===== Data shown =====

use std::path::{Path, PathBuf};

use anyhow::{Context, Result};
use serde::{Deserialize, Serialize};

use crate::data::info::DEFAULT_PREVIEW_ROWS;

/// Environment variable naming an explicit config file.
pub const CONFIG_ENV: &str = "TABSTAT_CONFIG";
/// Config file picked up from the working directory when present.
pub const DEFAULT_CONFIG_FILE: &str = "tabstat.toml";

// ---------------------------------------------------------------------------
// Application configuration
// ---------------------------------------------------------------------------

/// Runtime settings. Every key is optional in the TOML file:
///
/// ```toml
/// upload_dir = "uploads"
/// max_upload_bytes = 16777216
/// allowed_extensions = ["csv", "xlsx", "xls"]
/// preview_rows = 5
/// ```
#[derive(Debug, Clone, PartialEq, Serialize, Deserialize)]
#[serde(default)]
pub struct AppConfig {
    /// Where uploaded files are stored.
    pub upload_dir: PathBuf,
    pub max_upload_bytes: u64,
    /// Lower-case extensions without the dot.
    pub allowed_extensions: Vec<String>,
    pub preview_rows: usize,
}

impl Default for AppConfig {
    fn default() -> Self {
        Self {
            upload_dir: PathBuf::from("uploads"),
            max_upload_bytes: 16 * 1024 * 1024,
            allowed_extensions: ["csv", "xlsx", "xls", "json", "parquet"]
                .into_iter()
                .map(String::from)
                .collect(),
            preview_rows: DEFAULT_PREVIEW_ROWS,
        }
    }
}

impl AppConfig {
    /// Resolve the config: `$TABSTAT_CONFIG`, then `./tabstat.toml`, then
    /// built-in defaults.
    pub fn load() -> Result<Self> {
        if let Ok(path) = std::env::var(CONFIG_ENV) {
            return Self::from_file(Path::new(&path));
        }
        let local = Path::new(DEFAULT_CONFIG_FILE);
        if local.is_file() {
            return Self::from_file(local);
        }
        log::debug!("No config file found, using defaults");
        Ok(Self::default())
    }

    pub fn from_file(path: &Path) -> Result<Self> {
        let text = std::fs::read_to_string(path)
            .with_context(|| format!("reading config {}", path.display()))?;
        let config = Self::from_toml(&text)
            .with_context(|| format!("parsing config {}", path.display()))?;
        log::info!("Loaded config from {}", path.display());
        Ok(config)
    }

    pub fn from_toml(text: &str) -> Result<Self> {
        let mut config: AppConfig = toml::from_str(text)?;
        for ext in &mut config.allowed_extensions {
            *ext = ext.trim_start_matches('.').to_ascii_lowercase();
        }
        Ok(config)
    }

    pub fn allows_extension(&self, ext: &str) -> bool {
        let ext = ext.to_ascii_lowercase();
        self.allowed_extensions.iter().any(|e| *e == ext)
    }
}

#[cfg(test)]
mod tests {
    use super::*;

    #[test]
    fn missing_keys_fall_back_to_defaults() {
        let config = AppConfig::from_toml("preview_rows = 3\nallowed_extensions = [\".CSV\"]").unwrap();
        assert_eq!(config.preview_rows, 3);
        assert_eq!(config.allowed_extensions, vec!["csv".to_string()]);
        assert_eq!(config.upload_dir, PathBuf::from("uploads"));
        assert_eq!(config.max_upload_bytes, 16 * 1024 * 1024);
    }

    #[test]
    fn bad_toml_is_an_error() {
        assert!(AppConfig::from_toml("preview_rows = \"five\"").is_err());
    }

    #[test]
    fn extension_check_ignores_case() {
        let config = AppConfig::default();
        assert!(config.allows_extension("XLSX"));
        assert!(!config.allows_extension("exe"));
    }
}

=====
===== Data shown =====

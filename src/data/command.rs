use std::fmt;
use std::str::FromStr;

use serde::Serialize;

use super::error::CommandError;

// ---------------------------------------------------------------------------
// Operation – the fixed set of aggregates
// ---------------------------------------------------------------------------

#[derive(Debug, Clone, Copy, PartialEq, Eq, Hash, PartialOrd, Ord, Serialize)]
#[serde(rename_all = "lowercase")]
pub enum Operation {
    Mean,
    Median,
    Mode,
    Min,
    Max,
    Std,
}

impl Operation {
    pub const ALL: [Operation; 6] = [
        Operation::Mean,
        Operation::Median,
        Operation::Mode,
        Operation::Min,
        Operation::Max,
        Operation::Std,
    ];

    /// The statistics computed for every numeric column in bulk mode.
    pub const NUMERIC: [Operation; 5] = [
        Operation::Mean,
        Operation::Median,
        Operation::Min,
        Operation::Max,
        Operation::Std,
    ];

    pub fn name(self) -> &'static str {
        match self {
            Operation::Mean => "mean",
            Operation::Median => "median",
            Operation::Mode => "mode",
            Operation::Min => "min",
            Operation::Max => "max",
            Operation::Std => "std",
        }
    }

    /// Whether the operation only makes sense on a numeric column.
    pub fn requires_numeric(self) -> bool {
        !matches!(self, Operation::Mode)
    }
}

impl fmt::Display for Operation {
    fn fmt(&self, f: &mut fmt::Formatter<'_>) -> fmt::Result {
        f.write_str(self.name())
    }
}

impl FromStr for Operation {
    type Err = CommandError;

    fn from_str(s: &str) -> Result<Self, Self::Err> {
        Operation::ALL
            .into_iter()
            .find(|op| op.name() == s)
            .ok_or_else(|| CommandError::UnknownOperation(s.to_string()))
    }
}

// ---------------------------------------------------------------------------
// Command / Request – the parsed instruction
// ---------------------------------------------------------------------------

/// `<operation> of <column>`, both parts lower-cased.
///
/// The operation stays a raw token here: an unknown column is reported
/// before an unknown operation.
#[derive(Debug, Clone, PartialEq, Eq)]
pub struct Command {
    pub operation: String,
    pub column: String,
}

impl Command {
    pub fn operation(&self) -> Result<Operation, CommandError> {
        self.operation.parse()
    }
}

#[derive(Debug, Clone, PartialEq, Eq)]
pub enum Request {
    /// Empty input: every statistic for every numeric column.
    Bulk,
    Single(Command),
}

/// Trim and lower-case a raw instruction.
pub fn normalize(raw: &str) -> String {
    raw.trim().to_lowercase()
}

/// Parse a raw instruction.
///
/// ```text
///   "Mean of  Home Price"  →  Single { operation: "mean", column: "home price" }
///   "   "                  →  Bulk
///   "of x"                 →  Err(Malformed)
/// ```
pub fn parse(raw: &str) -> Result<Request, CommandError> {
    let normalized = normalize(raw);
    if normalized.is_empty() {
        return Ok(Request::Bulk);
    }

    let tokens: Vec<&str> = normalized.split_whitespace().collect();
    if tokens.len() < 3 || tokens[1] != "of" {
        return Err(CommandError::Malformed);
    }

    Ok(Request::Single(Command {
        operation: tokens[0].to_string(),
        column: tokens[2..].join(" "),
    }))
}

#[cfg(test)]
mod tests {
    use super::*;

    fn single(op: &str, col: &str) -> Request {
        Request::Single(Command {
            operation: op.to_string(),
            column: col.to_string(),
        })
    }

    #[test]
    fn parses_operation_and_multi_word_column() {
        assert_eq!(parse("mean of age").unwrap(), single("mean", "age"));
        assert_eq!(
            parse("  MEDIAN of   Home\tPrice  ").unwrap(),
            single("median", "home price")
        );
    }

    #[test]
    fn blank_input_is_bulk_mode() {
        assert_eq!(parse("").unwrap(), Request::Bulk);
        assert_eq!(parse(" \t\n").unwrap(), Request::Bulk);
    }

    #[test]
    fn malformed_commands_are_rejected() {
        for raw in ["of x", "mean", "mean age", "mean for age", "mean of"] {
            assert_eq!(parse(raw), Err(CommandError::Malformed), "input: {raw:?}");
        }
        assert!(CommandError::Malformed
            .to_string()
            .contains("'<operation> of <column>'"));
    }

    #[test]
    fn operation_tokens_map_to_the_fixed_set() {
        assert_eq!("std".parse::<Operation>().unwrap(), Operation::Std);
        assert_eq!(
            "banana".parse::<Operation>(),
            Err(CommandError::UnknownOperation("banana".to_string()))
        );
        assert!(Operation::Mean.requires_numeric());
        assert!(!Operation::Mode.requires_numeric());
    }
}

=====

▶ [What you need to do] If a line in the records above has the word "collect", copy it.

▶ [Solution to the problem]
                .collect(),
    let tokens: Vec<&str> = normalized.split_whitespace().collect();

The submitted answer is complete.